Stored data entries
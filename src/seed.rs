//! Seed sets - the rows a load inserts
//!
//! A `SeedSet` is plain immutable data handed to the loader. The built-in
//! demonstration set is produced by [`SeedSet::travel_sample`]; alternative
//! sets can be read from TOML:
//!
//! ```toml
//! [[flights]]
//! flight_number = "AA123"
//! airline = "American Airlines"
//! origin = "New York"
//! destination = "Los Angeles"
//! date = "2024-09-21"
//! departure_time = "08:30"
//! arrival_time = "11:45"
//! price = 299.99
//! available_seats = 45
//! ```

use crate::model::{Booking, BookingStatus, Flight, User};
use crate::{Error, Result};
use serde::{Deserialize, Serialize};
use std::path::Path;

#[derive(Debug, Clone, Default, PartialEq, Serialize, Deserialize)]
pub struct SeedSet {
    #[serde(default)]
    pub flights: Vec<Flight>,
    #[serde(default)]
    pub bookings: Vec<Booking>,
    #[serde(default)]
    pub users: Vec<User>,
}

impl SeedSet {
    pub fn new(flights: Vec<Flight>, bookings: Vec<Booking>, users: Vec<User>) -> Self {
        Self { flights, bookings, users }
    }

    /// Total number of rows across all tables
    pub fn len(&self) -> usize {
        self.flights.len() + self.bookings.len() + self.users.len()
    }

    pub fn is_empty(&self) -> bool {
        self.len() == 0
    }

    /// Parse a seed set from a TOML document
    pub fn from_toml_str(contents: &str) -> Result<Self> {
        toml::from_str(contents).map_err(|e| Error::Config(format!("invalid seed set: {}", e)))
    }

    /// Read a seed set from a TOML file
    pub fn load(path: &Path) -> Result<Self> {
        let contents = std::fs::read_to_string(path)?;
        toml::from_str(&contents)
            .map_err(|e| Error::Config(format!("invalid seed set {}: {}", path.display(), e)))
    }

    /// The demonstration data set: ten flights, five bookings, five users
    pub fn travel_sample() -> Self {
        let flight = |number: &str,
                      airline: &str,
                      origin: &str,
                      destination: &str,
                      date: &str,
                      departs: &str,
                      arrives: &str,
                      price: f64,
                      seats: u32| {
            Flight::new(number, airline, origin, destination, date, departs, arrives)
                .with_price(price)
                .with_seats(seats)
        };

        let flights = vec![
            flight("AA123", "American Airlines", "New York", "Los Angeles", "2024-09-21", "08:30", "11:45", 299.99, 45),
            flight("BA456", "British Airways", "London", "New York", "2024-09-22", "14:20", "17:30", 599.99, 23),
            flight("UA789", "United Airlines", "Chicago", "Miami", "2024-09-23", "09:15", "12:45", 189.99, 67),
            flight("DL101", "Delta Airlines", "Atlanta", "Seattle", "2024-09-24", "16:00", "18:20", 349.99, 12),
            flight("SW202", "Southwest Airlines", "Dallas", "Las Vegas", "2024-09-25", "11:30", "12:45", 129.99, 89),
            flight("JB303", "JetBlue", "Boston", "Los Angeles", "2024-09-26", "07:45", "11:15", 279.99, 34),
            flight("AA404", "American Airlines", "Miami", "New York", "2024-09-27", "13:10", "16:25", 249.99, 56),
            flight("UA505", "United Airlines", "San Francisco", "Chicago", "2024-09-28", "10:00", "15:45", 319.99, 78),
            flight("DL606", "Delta Airlines", "New York", "Paris", "2024-09-29", "22:30", "11:45+1", 699.99, 19),
            flight("LH707", "Lufthansa", "Frankfurt", "Tokyo", "2024-09-30", "13:25", "08:30+1", 899.99, 8),
        ];

        let bookings = vec![
            Booking::new("BK001", "AA123", "John Doe", "john.doe@email.com", "2024-09-15"),
            Booking::new("BK002", "BA456", "Jane Smith", "jane.smith@email.com", "2024-09-16"),
            Booking::new("BK003", "UA789", "Bob Johnson", "bob.johnson@email.com", "2024-09-17")
                .with_status(BookingStatus::Cancelled),
            Booking::new("BK004", "DL101", "Alice Brown", "alice.brown@email.com", "2024-09-18"),
            Booking::new("BK005", "SW202", "Charlie Wilson", "charlie.wilson@email.com", "2024-09-19"),
        ];

        let user = |name: &str, email: &str, phone: &str, preferences: &str| {
            User::new(name, email).with_phone(phone).with_preferences(preferences)
        };

        let users = vec![
            user("John Doe", "john.doe@email.com", "+1-555-0101", "beach,luxury"),
            user("Jane Smith", "jane.smith@email.com", "+1-555-0102", "adventure,budget"),
            user("Bob Johnson", "bob.johnson@email.com", "+1-555-0103", "cultural,business"),
            user("Alice Brown", "alice.brown@email.com", "+1-555-0104", "family,comfort"),
            user("Charlie Wilson", "charlie.wilson@email.com", "+1-555-0105", "solo,backpacking"),
        ];

        Self::new(flights, bookings, users)
    }
}

#[cfg(test)]
mod tests {
    use super::*;
    use crate::ErrorKind;

    #[test]
    fn test_travel_sample_shape() {
        let seed = SeedSet::travel_sample();
        assert_eq!(seed.flights.len(), 10);
        assert_eq!(seed.bookings.len(), 5);
        assert_eq!(seed.users.len(), 5);
        assert_eq!(seed.len(), 20);

        for booking in &seed.bookings {
            assert!(
                seed.flights.iter().any(|f| f.flight_number == booking.flight_number),
                "booking {} has no seeded flight",
                booking.booking_id
            );
        }
    }

    #[test]
    fn test_travel_sample_is_valid() {
        let seed = SeedSet::travel_sample();
        seed.flights.iter().try_for_each(Flight::validate).unwrap();
        seed.bookings.iter().try_for_each(Booking::validate).unwrap();
        seed.users.iter().try_for_each(User::validate).unwrap();
    }

    #[test]
    fn test_from_toml_str() {
        let seed = SeedSet::from_toml_str(
            r#"
            [[flights]]
            flight_number = "ZZ1"
            airline = "Test Air"
            origin = "Oslo"
            destination = "Rome"
            date = "2025-01-01"
            departure_time = "06:00"
            arrival_time = "09:30"

            [[users]]
            name = "Tess"
            email = "tess@example.com"
            "#,
        )
        .unwrap();

        assert_eq!(seed.flights.len(), 1);
        assert_eq!(seed.flights[0].price, None);
        assert!(seed.bookings.is_empty());
        assert_eq!(seed.users[0].phone, None);
    }

    #[test]
    fn test_negative_seats_rejected_at_parse() {
        let err = SeedSet::from_toml_str(
            r#"
            [[flights]]
            flight_number = "ZZ1"
            airline = "Test Air"
            origin = "Oslo"
            destination = "Rome"
            date = "2025-01-01"
            departure_time = "06:00"
            arrival_time = "09:30"
            available_seats = -3
            "#,
        )
        .unwrap_err();
        assert_eq!(err.kind(), ErrorKind::Config);
    }
}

Work order:
Copy out the data above word for word, starting at its first line and ending with the line that contains "toml::from_str(&contents)".

Answer box:
filename src/seed.rs
//! Seed sets - the rows a load inserts
//!
//! A `SeedSet` is plain immutable data handed to the loader. The built-in
//! demonstration set is produced by [`SeedSet::travel_sample`]; alternative
//! sets can be read from TOML:
//!
//! ```toml
//! [[flights]]
//! flight_number = "AA123"
//! airline = "American Airlines"
//! origin = "New York"
//! destination = "Los Angeles"
//! date = "2024-09-21"
//! departure_time = "08:30"
//! arrival_time = "11:45"
//! price = 299.99
//! available_seats = 45
//! ```

use crate::model::{Booking, BookingStatus, Flight, User};
use crate::{Error, Result};
use serde::{Deserialize, Serialize};
use std::path::Path;

#[derive(Debug, Clone, Default, PartialEq, Serialize, Deserialize)]
pub struct SeedSet {
    #[serde(default)]
    pub flights: Vec<Flight>,
    #[serde(default)]
    pub bookings: Vec<Booking>,
    #[serde(default)]
    pub users: Vec<User>,
}

impl SeedSet {
    pub fn new(flights: Vec<Flight>, bookings: Vec<Booking>, users: Vec<User>) -> Self {
        Self { flights, bookings, users }
    }

    /// Total number of rows across all tables
    pub fn len(&self) -> usize {
        self.flights.len() + self.bookings.len() + self.users.len()
    }

    pub fn is_empty(&self) -> bool {
        self.len() == 0
    }

    /// Parse a seed set from a TOML document
    pub fn from_toml_str(contents: &str) -> Result<Self> {
        toml::from_str(contents).map_err(|e| Error::Config(format!("invalid seed set: {}", e)))
    }

    /// Read a seed set from a TOML file
    pub fn load(path: &Path) -> Result<Self> {
        let contents = std::fs::read_to_string(path)?;
        toml::from_str(&contents)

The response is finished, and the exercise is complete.